Requirement
Which lines of the listing below contain the word "whose"? Copy each of them.

The data
════
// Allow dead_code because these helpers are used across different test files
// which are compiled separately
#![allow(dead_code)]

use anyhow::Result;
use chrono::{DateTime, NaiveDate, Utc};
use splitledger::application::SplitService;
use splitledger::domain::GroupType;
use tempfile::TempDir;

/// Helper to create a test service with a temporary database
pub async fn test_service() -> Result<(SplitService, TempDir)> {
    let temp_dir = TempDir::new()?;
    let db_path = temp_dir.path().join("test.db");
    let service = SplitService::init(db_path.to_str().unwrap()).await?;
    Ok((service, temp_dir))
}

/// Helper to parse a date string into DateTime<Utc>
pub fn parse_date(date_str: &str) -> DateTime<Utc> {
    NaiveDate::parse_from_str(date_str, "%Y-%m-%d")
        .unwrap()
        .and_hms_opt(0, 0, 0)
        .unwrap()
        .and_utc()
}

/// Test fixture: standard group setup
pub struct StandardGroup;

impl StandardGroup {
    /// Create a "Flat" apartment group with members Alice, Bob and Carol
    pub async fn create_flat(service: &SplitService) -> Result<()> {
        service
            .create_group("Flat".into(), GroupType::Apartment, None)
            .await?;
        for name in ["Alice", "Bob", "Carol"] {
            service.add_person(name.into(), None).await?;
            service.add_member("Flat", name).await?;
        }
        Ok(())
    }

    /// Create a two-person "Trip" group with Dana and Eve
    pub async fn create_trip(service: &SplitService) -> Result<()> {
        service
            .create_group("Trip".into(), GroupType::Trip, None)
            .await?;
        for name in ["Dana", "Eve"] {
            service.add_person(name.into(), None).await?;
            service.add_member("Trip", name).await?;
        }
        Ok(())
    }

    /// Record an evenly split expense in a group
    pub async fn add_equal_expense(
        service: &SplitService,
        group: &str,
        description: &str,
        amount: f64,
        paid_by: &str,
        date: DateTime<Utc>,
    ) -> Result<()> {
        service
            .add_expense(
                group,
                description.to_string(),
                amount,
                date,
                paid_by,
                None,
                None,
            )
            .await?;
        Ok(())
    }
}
════
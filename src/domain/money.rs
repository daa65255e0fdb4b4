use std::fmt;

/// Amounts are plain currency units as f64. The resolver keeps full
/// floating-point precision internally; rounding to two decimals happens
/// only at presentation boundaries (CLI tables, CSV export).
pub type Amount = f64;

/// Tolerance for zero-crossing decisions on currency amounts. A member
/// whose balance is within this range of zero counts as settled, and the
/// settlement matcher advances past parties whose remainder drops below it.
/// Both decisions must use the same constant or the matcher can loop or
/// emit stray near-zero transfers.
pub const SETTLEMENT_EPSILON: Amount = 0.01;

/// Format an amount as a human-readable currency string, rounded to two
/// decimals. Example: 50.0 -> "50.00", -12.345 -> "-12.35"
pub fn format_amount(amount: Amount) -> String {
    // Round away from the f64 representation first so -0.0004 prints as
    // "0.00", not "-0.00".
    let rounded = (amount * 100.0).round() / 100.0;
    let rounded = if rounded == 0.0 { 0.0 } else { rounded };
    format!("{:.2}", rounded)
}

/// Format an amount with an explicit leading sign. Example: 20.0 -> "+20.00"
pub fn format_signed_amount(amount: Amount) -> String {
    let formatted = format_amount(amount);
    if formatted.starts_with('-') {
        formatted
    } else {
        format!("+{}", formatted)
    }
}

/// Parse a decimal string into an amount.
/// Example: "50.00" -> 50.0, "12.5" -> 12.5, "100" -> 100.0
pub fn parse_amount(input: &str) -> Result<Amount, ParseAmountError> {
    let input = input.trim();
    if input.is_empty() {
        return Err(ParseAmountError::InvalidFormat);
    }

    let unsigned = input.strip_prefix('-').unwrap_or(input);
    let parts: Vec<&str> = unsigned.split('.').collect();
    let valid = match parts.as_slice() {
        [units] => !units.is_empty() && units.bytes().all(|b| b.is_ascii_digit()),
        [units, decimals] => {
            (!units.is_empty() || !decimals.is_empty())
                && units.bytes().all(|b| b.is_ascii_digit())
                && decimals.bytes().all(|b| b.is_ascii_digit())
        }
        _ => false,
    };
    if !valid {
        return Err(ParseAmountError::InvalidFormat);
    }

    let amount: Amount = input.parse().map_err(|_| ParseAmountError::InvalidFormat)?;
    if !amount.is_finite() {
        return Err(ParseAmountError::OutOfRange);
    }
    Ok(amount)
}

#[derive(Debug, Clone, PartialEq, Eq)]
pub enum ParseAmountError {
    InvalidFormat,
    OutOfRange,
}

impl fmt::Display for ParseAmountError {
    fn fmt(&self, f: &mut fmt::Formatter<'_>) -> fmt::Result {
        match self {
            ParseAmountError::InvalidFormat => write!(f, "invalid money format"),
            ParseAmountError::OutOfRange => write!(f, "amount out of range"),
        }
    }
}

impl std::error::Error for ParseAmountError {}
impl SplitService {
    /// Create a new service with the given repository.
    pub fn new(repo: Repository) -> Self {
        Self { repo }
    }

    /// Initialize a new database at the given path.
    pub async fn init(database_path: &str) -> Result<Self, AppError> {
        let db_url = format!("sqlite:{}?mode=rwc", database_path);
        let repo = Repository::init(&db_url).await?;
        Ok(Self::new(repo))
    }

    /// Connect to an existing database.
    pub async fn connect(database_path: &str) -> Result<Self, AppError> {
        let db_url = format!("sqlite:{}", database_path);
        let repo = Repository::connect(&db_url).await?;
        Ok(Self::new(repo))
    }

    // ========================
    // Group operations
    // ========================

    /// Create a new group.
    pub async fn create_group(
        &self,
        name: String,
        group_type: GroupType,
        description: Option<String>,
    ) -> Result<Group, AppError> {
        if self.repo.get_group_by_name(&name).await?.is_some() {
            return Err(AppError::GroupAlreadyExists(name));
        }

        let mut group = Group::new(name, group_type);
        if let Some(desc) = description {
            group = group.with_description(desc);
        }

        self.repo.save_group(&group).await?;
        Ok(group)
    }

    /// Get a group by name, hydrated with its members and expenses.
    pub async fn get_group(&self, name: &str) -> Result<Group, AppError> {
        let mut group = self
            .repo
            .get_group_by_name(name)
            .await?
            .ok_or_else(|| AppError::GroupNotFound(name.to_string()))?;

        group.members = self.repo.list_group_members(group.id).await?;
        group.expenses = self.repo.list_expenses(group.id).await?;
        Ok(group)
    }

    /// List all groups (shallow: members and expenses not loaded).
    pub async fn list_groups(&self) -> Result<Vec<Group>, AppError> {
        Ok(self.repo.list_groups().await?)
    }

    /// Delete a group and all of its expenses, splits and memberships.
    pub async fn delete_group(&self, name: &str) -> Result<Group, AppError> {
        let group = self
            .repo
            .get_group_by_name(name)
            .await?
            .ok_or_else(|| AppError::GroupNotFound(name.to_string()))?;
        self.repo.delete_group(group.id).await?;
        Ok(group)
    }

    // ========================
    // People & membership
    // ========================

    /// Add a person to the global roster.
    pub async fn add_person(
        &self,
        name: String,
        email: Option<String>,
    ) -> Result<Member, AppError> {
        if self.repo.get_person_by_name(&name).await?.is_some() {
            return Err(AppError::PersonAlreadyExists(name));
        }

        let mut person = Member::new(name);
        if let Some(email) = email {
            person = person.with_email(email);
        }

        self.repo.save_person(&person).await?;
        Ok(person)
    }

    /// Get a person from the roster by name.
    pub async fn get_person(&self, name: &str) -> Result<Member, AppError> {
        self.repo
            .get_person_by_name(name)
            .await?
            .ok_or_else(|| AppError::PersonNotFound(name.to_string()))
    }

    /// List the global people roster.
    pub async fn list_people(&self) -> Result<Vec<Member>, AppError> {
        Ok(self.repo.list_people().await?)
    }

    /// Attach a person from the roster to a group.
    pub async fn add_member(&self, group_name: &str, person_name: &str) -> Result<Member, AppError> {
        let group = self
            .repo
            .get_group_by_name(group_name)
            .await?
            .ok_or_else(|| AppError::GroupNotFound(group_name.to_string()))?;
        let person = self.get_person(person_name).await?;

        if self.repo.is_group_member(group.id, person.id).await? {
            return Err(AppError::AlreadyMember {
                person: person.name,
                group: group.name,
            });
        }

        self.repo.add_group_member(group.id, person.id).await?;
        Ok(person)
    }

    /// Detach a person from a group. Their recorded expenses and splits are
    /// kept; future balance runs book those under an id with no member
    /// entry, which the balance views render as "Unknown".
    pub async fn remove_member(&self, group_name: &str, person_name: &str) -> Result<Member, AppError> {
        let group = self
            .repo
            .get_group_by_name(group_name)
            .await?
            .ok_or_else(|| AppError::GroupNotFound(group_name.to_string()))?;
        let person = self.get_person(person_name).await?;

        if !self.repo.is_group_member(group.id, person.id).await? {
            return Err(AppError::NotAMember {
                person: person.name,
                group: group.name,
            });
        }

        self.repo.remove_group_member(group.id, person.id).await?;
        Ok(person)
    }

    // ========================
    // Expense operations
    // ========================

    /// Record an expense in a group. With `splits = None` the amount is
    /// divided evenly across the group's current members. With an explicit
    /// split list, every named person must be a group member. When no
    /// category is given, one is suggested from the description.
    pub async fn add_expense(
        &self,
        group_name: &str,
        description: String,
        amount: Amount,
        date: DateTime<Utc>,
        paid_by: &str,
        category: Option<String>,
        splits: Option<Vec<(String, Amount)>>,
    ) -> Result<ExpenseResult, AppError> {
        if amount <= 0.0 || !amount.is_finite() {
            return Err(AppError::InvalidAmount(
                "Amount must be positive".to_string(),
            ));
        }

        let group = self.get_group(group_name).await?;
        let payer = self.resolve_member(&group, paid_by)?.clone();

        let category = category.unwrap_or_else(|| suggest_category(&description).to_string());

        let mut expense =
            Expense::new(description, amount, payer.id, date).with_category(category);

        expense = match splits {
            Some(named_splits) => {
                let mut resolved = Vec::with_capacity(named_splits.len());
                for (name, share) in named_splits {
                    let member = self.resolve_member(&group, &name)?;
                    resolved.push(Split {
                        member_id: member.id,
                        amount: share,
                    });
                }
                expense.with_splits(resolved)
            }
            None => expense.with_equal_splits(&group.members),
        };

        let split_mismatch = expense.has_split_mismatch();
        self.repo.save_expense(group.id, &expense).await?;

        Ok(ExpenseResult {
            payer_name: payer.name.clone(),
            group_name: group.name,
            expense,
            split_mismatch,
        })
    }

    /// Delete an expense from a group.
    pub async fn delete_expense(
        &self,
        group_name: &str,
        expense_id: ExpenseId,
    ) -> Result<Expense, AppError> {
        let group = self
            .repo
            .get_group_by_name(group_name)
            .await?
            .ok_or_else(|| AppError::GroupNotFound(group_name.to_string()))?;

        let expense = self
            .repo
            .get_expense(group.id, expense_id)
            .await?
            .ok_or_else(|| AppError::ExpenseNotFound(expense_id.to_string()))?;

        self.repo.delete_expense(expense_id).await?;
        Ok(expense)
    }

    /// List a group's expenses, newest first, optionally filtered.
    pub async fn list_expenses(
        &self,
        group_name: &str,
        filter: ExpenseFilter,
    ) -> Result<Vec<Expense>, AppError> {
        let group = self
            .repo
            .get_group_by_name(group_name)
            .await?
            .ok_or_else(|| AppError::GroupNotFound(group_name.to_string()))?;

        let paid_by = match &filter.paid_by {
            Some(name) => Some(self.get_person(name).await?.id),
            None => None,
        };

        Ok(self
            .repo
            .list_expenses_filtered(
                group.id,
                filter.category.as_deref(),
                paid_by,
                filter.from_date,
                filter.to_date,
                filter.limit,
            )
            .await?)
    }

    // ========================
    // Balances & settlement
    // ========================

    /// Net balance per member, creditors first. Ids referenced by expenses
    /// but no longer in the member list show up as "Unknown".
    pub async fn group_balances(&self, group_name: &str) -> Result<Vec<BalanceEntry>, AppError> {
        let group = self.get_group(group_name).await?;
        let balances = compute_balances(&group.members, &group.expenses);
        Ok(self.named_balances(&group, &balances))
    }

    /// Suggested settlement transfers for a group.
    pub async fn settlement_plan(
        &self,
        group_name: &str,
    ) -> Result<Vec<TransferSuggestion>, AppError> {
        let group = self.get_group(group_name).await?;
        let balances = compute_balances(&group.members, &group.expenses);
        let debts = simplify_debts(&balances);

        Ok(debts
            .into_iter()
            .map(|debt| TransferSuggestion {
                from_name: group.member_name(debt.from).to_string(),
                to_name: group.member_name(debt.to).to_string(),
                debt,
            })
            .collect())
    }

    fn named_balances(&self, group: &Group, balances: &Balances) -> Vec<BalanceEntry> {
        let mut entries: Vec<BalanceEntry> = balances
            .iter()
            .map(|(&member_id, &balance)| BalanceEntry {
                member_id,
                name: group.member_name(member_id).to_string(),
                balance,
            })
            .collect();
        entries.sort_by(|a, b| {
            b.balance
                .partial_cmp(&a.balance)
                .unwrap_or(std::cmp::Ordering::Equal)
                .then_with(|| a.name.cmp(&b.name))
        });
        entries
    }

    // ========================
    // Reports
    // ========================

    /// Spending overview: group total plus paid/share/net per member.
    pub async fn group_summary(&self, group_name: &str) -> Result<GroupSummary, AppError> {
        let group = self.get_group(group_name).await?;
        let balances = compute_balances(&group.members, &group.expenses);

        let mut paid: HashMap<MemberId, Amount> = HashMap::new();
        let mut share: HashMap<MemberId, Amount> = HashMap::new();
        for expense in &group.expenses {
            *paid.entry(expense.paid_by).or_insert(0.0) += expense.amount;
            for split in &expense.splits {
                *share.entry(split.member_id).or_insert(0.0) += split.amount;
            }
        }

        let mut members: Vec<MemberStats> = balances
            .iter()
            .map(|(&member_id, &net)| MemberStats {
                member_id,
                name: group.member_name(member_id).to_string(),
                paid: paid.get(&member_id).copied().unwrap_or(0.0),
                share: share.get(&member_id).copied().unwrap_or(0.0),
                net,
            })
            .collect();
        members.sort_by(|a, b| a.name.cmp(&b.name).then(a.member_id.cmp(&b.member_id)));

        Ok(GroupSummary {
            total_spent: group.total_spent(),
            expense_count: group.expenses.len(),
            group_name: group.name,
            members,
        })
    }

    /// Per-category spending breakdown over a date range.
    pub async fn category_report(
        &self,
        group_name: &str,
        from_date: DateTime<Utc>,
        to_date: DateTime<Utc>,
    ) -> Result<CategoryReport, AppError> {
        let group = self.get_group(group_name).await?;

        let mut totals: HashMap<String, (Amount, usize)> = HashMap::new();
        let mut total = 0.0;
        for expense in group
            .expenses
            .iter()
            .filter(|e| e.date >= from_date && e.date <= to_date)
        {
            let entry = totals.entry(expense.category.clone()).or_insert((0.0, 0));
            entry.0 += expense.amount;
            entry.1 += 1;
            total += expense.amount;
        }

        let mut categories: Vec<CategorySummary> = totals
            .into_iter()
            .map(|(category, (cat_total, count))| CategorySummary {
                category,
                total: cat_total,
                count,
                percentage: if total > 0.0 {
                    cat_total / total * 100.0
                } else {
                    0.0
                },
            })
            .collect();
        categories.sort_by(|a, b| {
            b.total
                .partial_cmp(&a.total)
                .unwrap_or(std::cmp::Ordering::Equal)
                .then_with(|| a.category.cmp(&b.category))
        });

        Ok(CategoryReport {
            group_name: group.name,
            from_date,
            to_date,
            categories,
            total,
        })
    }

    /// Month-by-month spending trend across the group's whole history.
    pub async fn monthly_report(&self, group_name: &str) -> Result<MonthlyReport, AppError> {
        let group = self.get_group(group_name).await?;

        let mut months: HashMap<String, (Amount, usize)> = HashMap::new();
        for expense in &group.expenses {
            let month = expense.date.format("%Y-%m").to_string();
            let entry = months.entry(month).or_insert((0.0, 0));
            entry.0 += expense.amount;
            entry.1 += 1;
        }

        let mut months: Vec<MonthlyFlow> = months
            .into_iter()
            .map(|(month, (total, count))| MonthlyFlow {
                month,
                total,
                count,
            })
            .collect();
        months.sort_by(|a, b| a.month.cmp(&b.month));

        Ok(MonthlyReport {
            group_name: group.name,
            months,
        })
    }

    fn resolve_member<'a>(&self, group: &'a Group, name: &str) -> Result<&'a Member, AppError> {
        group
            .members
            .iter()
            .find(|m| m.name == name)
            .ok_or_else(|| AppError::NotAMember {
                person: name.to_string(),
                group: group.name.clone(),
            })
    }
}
════
Response to the task
/// whose balance is within this range of zero counts as settled, and the
/// settlement matcher advances past parties whose remainder drops below it.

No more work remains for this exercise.